Step 7: Manipulate CSS with the panel inputs.

All we have left to do is wire up the inputs so that they know which HTML element in the display they represent, and make sure the adjust the proper CSS properties on those HTML elements.

I handled all of that logic in the PanelController. This is what we need to do in English:

  1. Grab the inputs that are children of our current panel.
  2. Add event listeners to those inputs that are aware of their corresponding HTML/CSS in the display.
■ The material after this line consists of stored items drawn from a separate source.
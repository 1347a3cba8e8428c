//! Devanagari codec
//!
//! Converts between surface strings and phoneme sequences. Decoding splits a
//! consonant akshara into the bare consonant plus its vowel (the inherent `अ`
//! unless a vowel sign or virama follows). Rendering reverses this, writing
//! vowels after consonants as signs and closing a final or pre-consonantal
//! consonant with a virama.

use crate::phoneme::{Phoneme, PhonemeBuf, PhonemeClass, VIRAMA};

/// Devanagari nukta
pub const NUKTA: char = '\u{093C}';

/// Vowel implied by a consonant letter with no sign or virama
pub const INHERENT_A: Phoneme = Phoneme::new('अ');

/// Base letter + nukta pairs that have a single precomposed code point
const NUKTA_FORMS: [(char, char); 11] = [
    ('क', '\u{0958}'),
    ('ख', '\u{0959}'),
    ('ग', '\u{095A}'),
    ('ज', '\u{095B}'),
    ('ड', '\u{095C}'),
    ('ढ', '\u{095D}'),
    ('फ', '\u{095E}'),
    ('य', '\u{095F}'),
    ('न', '\u{0929}'),
    ('र', '\u{0931}'),
    ('ळ', '\u{0934}'),
];

/// Precomposed nukta letters that canonical (NFC) text keeps decomposed
fn is_composition_exclusion(ch: char) -> bool {
    ('\u{0958}'..='\u{095F}').contains(&ch)
}

fn compose_nukta(base: char) -> Option<char> {
    NUKTA_FORMS
        .iter()
        .find(|(b, _)| *b == base)
        .map(|(_, composed)| *composed)
}

fn decompose_nukta(composed: char) -> Option<char> {
    NUKTA_FORMS
        .iter()
        .find(|(_, c)| *c == composed)
        .map(|(base, _)| *base)
}

/// Independent vowel for a dependent vowel sign
pub fn vowel_for_sign(sign: char) -> Option<char> {
    let vowel = match sign {
        'ा' => 'आ',
        'ि' => 'इ',
        'ी' => 'ई',
        'ु' => 'उ',
        'ू' => 'ऊ',
        'ृ' => 'ऋ',
        'ॄ' => 'ॠ',
        'ॢ' => 'ऌ',
        'ॣ' => 'ॡ',
        'े' => 'ए',
        'ै' => 'ऐ',
        'ो' => 'ओ',
        'ौ' => 'औ',
        'ॅ' => 'ऍ',
        'ॆ' => 'ऎ',
        'ॉ' => 'ऑ',
        'ॊ' => 'ऒ',
        _ => return None,
    };
    Some(vowel)
}

/// Dependent sign for an independent vowel; `अ` has none
pub fn sign_for_vowel(vowel: char) -> Option<char> {
    let sign = match vowel {
        'आ' => 'ा',
        'इ' => 'ि',
        'ई' => 'ी',
        'उ' => 'ु',
        'ऊ' => 'ू',
        'ऋ' => 'ृ',
        'ॠ' => 'ॄ',
        'ऌ' => 'ॢ',
        'ॡ' => 'ॣ',
        'ए' => 'े',
        'ऐ' => 'ै',
        'ओ' => 'ो',
        'औ' => 'ौ',
        'ऍ' => 'ॅ',
        'ऎ' => 'ॆ',
        'ऑ' => 'ॉ',
        'ऒ' => 'ॊ',
        _ => return None,
    };
    Some(sign)
}

/// Bring text into the single canonical form used for all comparisons
///
/// Nukta letters follow NFC: U+0958..U+095F are decomposed, the remaining
/// nukta letters are composed. Everything else passes through unchanged.
pub fn canonicalize(text: &str) -> String {
    let mut out = String::with_capacity(text.len());
    let mut chars = text.chars().peekable();

    while let Some(ch) = chars.next() {
        if is_composition_exclusion(ch) {
            if let Some(base) = decompose_nukta(ch) {
                out.push(base);
                out.push(NUKTA);
                continue;
            }
        }

        if chars.peek() == Some(&NUKTA) {
            if let Some(composed) = compose_nukta(ch).filter(|c| !is_composition_exclusion(*c)) {
                chars.next();
                out.push(composed);
                continue;
            }
        }

        out.push(ch);
    }

    out
}

/// Decode surface text into phonemes
///
/// Never fails: characters outside the alphabet become phonemes of class
/// [`PhonemeClass::Unknown`], a stray vowel sign decodes to its vowel.
pub fn decode(text: &str) -> Vec<Phoneme> {
    let chars: Vec<char> = text.chars().collect();
    let mut phonemes = Vec::with_capacity(chars.len() + chars.len() / 2);
    let mut i = 0;

    while i < chars.len() {
        let ch = chars[i];
        i += 1;

        if PhonemeClass::of(ch).is_consonant() {
            let mut consonant = ch;
            if chars.get(i) == Some(&NUKTA) {
                if let Some(composed) = compose_nukta(ch) {
                    consonant = composed;
                    i += 1;
                }
            }
            phonemes.push(Phoneme::new(consonant));

            match chars.get(i).copied() {
                Some(VIRAMA) => i += 1,
                Some(next) => match vowel_for_sign(next) {
                    Some(vowel) => {
                        phonemes.push(Phoneme::new(vowel));
                        i += 1;
                    }
                    None => phonemes.push(INHERENT_A),
                },
                None => phonemes.push(INHERENT_A),
            }
        } else if let Some(vowel) = vowel_for_sign(ch) {
            phonemes.push(Phoneme::new(vowel));
        } else {
            phonemes.push(Phoneme::new(ch));
        }
    }

    phonemes
}

/// Decode into inline storage, for short literals
pub fn decode_buf(text: &str) -> PhonemeBuf {
    decode(text).into_iter().collect()
}

/// Render phonemes back to canonical Devanagari
pub fn render(phonemes: &[Phoneme]) -> String {
    let mut out = String::with_capacity(phonemes.len() * 3);
    let mut pending_consonant = false;

    for phoneme in phonemes {
        let ch = phoneme.as_char();

        if phoneme.is_vowel() {
            if pending_consonant {
                if let Some(sign) = sign_for_vowel(ch) {
                    out.push(sign);
                }
                pending_consonant = false;
            } else {
                out.push(ch);
            }
            continue;
        }

        if pending_consonant {
            out.push(VIRAMA);
            pending_consonant = false;
        }

        if phoneme.is_consonant() {
            match decompose_nukta(ch).filter(|_| is_composition_exclusion(ch)) {
                Some(base) => {
                    out.push(base);
                    out.push(NUKTA);
                }
                None => out.push(ch),
            }
            pending_consonant = true;
        } else {
            out.push(ch);
        }
    }

    if pending_consonant {
        out.push(VIRAMA);
    }

    out
}

/// Whether any phoneme belongs to the alphabet
pub fn has_known_phonemes(phonemes: &[Phoneme]) -> bool {
    phonemes
        .iter()
        .any(|p| p.class() != PhonemeClass::Unknown)
}

/// Number of vowels (syllable nuclei)
pub fn syllable_count(phonemes: &[Phoneme]) -> usize {
    phonemes.iter().filter(|p| p.is_vowel()).count()
}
Here's the final code, with some blurbs about how we got there.

import 'dart:html';

void main() {
  querySelectorAll('.panel-button').forEach((btn) {
    new PanelButtonController(btn.id);
  });
}

class PanelButtonController {
  final String btnId;
  String associatedPanelId;
  Element associatedButton;
  PanelController panel;

  PanelButtonController(this.btnId) {
    associatedPanelId = buildPanelId();
    associatedButton = querySelector('#$btnId');
    panel = new PanelController(associatedPanelId);
    associatedButton.onClick.listen((e) => openAssociatedPanel(e));
  }

  void openAssociatedPanel(e) {
    if (panel.isOpen) {
      panel.associatedPanel.classes.add("closed");
      panel.isOpen = false;
    } else {
      panel.associatedPanel.classes.remove("closed");
      panel.isOpen = true;
    }
  }

  String buildPanelId() {
    var buttonIdAsArray = btnId.split("-");
    buttonIdAsArray[buttonIdAsArray.length - 1] = "panel";
    return buttonIdAsArray.join('-');
  }
}

class PanelController {
  final String panelId;
  bool isOpen;
  Element associatedPanel;
  String baseId; // New (Convenience property)
  ElementList<InputElement> childrenInputs; // New

  PanelController(this.panelId) {
    baseId = panelId.split("-").sublist(0, 2).join("-"); // New. This is just used later. It's sole purpose to easier to read code.
    associatedPanel = querySelector('#$panelId');
    childrenInputs = associatedPanel.querySelectorAll('input'); // Grab all the inputs that are children of this panel
    isOpen = false;
    buildInputEventListeners(); // Split some logic out into another method.
  }

  buildInputEventListeners() {
    var htmlEl = querySelector('.$baseId'); // the baseId is an id on the HTML element in the display.
    childrenInputs.forEach((input) {
      input.onKeyUp.listen((KeyboardEvent e) {
        if (e.keyCode == 13) { // 13 is the keycode for the 'enter' key
          // the class on the input that represents the true CSS grid property.
          // This only works because we wrote our HTML/CSS that way.
          var cssProp = input.classes.first;
          // Change the htmlEl's css.
          htmlEl.style.setProperty(cssProp, input.value);
        }
      });
    });
  }
}

And that's all there is to it. That last method is pretty similar to how you'd do it in JavaScript / jQuery. That's one of the great things about Dart for web development. If you know JavaScript and jQuery, then you get to keep all the great things about DOM manipulation, but you get the safety and productive output of a more opinionated OOP language like Dart.